Quando parei de caminhar, me virei o observando. –É... –Desci os degraus novamente, e pela primeira vez naqueles dias, não senti medo de Jay. –Chama-se agressão. Abuso. Feminicídio.
-O quê? –Ele franziu seu cenho e ironizou. –Poupar a vida da merda do seu grupo, não te matar quando resolveu fugir e deixar aquele idiota do Ben te alimentar, é agressão?!
-Eu não queria nada daquilo, Jay! E não quero! –Gritei. –Você não só me agrediu fisicamente, mas violou cada célula infectada do meu corpo e cada pensamento da minha maldita cabeça! –Ele continuou parado, enquanto observava e me ouvia calado. –Não importa se acha que isso é “amor”, ou se pensa que sou sua “propriedade”, porque eu não sou! Tirar-me da minha comunidade, matar pessoas, sequestrar crianças ou me fazer de escrava, não vai diminuir o nojo que eu sinto por você! Não vai diminuir quantos machucados eu tenho em meu corpo, e não vai diminuir o quanto eu o odeio! –As palavras pulavam de minha boca. -Não importa o que estava tentando fazer! Você me agrediu. –Repeti, caminhando em sua direção e gritando o mais alto que podia. –De novo, e de novo, e de novo!
Rapidamente, vi o vulto de Jay segurar a minha garganta com uma de suas mãos e lançar meu corpo contra a parede mais próxima. Minha cabeça bateu tão forte naquela estrutura, que me senti tonta ao ponto de cair no chão de bruços. Mal conseguia abrir meus olhos, e senti uma dor extrema invadir minha nuca e a parte de cima de meu crânio. Os machucados doeram como nunca, e eu senti sangue sair pela minha boca.
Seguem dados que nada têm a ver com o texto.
impl DhcpPacket {
    fn new_discover(mac: &[u8; 6], xid: u32) -> Self {
        let mut chaddr = [0u8; 16];
        chaddr[..6].copy_from_slice(mac);

        let mut pkt = Self {
            op: BOOTREQUEST,
            htype: 1,      // Ethernet
            hlen: 6,       // MAC address length
            hops: 0,
            xid,
            secs: 0,
            flags: 0x8000, // Broadcast flag
            ciaddr: Ipv4Addr::UNSPECIFIED,
            yiaddr: Ipv4Addr::UNSPECIFIED,
            siaddr: Ipv4Addr::UNSPECIFIED,
            giaddr: Ipv4Addr::UNSPECIFIED,
            chaddr,
            options: Vec::new(),
        };

        // Add DHCP options
        pkt.add_option_message_type(DHCP_DISCOVER);
        pkt.add_option_param_request();
        pkt.add_option_end();

        pkt
    }

    fn new_request(mac: &[u8; 6], xid: u32, offered_ip: Ipv4Addr, server_id: Ipv4Addr) -> Self {
        let mut chaddr = [0u8; 16];
        chaddr[..6].copy_from_slice(mac);

        let mut pkt = Self {
            op: BOOTREQUEST,
            htype: 1,
            hlen: 6,
            hops: 0,
            xid,
            secs: 0,
            flags: 0x8000,
            ciaddr: Ipv4Addr::UNSPECIFIED,
            yiaddr: Ipv4Addr::UNSPECIFIED,
            siaddr: Ipv4Addr::UNSPECIFIED,
            giaddr: Ipv4Addr::UNSPECIFIED,
            chaddr,
            options: Vec::new(),
        };

        pkt.add_option_message_type(DHCP_REQUEST);
        pkt.add_option_requested_ip(offered_ip);
        pkt.add_option_server_id(server_id);
        pkt.add_option_param_request();
        pkt.add_option_end();

        pkt
    }

    fn add_option_message_type(&mut self, msg_type: u8) {
        self.options.push(OPT_MESSAGE_TYPE);
        self.options.push(1);
        self.options.push(msg_type);
    }

    fn add_option_requested_ip(&mut self, ip: Ipv4Addr) {
        self.options.push(OPT_REQUESTED_IP);
        self.options.push(4);
        self.options.extend_from_slice(&ip.0);
    }

    fn add_option_server_id(&mut self, ip: Ipv4Addr) {
        self.options.push(OPT_SERVER_ID);
        self.options.push(4);
        self.options.extend_from_slice(&ip.0);
    }

    fn add_option_param_request(&mut self) {
        self.options.push(OPT_PARAM_REQUEST);
        self.options.push(4);
        self.options.push(OPT_SUBNET_MASK);
        self.options.push(OPT_ROUTER);
        self.options.push(OPT_DNS);
        self.options.push(OPT_LEASE_TIME);
    }

    fn add_option_end(&mut self) {
        self.options.push(OPT_END);
    }

    fn serialize(&self) -> Vec<u8> {
        let mut buf = Vec::with_capacity(300);

        // Fixed header
        buf.push(self.op);
        buf.push(self.htype);
        buf.push(self.hlen);
        buf.push(self.hops);
        buf.extend_from_slice(&self.xid.to_be_bytes());
        buf.extend_from_slice(&self.secs.to_be_bytes());
        buf.extend_from_slice(&self.flags.to_be_bytes());
        buf.extend_from_slice(&self.ciaddr.0);
        buf.extend_from_slice(&self.yiaddr.0);
        buf.extend_from_slice(&self.siaddr.0);
        buf.extend_from_slice(&self.giaddr.0);
        buf.extend_from_slice(&self.chaddr);

        // Server host name (64 bytes) + boot file (128 bytes)
        buf.extend_from_slice(&[0u8; 192]);

        // Magic cookie
        buf.extend_from_slice(&MAGIC_COOKIE);

        // Options
        buf.extend_from_slice(&self.options);

        // Padding to minimum size
        while buf.len() < 300 {
            buf.push(0);
        }

        buf
    }

    fn parse(data: &[u8]) -> Option<Self> {
        if data.len() < 240 {
            return None;
        }

        let op = data[0];
        let htype = data[1];
        let hlen = data[2];
        let hops = data[3];
        let xid = u32::from_be_bytes([data[4], data[5], data[6], data[7]]);
        let secs = u16::from_be_bytes([data[8], data[9]]);
        let flags = u16::from_be_bytes([data[10], data[11]]);
        let ciaddr = Ipv4Addr::from_bytes(&data[12..16]);
        let yiaddr = Ipv4Addr::from_bytes(&data[16..20]);
        let siaddr = Ipv4Addr::from_bytes(&data[20..24]);
        let giaddr = Ipv4Addr::from_bytes(&data[24..28]);

        let mut chaddr = [0u8; 16];
        chaddr.copy_from_slice(&data[28..44]);

        // Skip sname (64) + file (128)
        // Check magic cookie at offset 236
        if &data[236..240] != &MAGIC_COOKIE {
            return None;
        }

        // Options start at offset 240
        let options = data[240..].to_vec();

        Some(Self {
            op,
            htype,
            hlen,
            hops,
            xid,
            secs,
            flags,
            ciaddr,
            yiaddr,
            siaddr,
            giaddr,
            chaddr,
            options,
        })
    }

    fn get_message_type(&self) -> Option<u8> {
        let mut i = 0;
        while i < self.options.len() {
            let opt = self.options[i];
            if opt == OPT_END {
                break;
            }
            if opt == OPT_PAD {
                i += 1;
                continue;
            }
            if i + 1 >= self.options.len() {
                break;
            }
            let len = self.options[i + 1] as usize;
            if opt == OPT_MESSAGE_TYPE && len == 1 && i + 2 < self.options.len() {
                return Some(self.options[i + 2]);
            }
            i += 2 + len;
        }
        None
    }

    fn get_option_ip(&self, code: u8) -> Option<Ipv4Addr> {
        let mut i = 0;
        while i < self.options.len() {
            let opt = self.options[i];
            if opt == OPT_END {
                break;
            }
            if opt == OPT_PAD {
                i += 1;
                continue;
            }
            if i + 1 >= self.options.len() {
                break;
            }
            let len = self.options[i + 1] as usize;
            if opt == code && len >= 4 && i + 6 <= self.options.len() {
                return Some(Ipv4Addr::from_bytes(&self.options[i + 2..i + 6]));
            }
            i += 2 + len;
        }
        None
    }

    fn get_option_ips(&self, code: u8) -> Vec<Ipv4Addr> {
        let mut ips = Vec::new();
        let mut i = 0;
        while i < self.options.len() {
            let opt = self.options[i];
            if opt == OPT_END {
                break;
            }
            if opt == OPT_PAD {
                i += 1;
                continue;
            }
            if i + 1 >= self.options.len() {
                break;
            }
            let len = self.options[i + 1] as usize;
            if opt == code && len >= 4 {
                let count = len / 4;
                for j in 0..count {
                    let offset = i + 2 + j * 4;
                    if offset + 4 <= self.options.len() {
                        ips.push(Ipv4Addr::from_bytes(&self.options[offset..offset + 4]));
                    }
                }
            }
            i += 2 + len;
        }
        ips
    }

    fn get_option_u32(&self, code: u8) -> Option<u32> {
        let mut i = 0;
        while i < self.options.len() {
            let opt = self.options[i];
            if opt == OPT_END {
                break;
            }
            if opt == OPT_PAD {
                i += 1;
                continue;
            }
            if i + 1 >= self.options.len() {
                break;
            }
            let len = self.options[i + 1] as usize;
            if opt == code && len == 4 && i + 6 <= self.options.len() {
                return Some(u32::from_be_bytes([
                    self.options[i + 2],
                    self.options[i + 3],
                    self.options[i + 4],
                    self.options[i + 5],
                ]));
            }
            i += 2 + len;
        }
        None
    }
}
Em seguida, observei por borrões os pés de Jay caminhando até atrás de mim, e em seguida, ouvi sua voz sussurrar palavras, enquanto seu corpo curvava-se até mim.
–Sabe, fraca... –Grunhi de dor e continuei o ouvindo, sentindo minha cabeça girar. –Eu estava realmente pensando em aceitar o seu comportamento e livrar o garoto do que ele está passando. Mas parece que... isso vai ter que esperar, não é mesmo? –Fechei meus olhos e comecei a chorar, vendo minha visão escurecer por puro cansaço, e dor. E então, Jay disse suas últimas palavras naquela manhã. –Durma bem.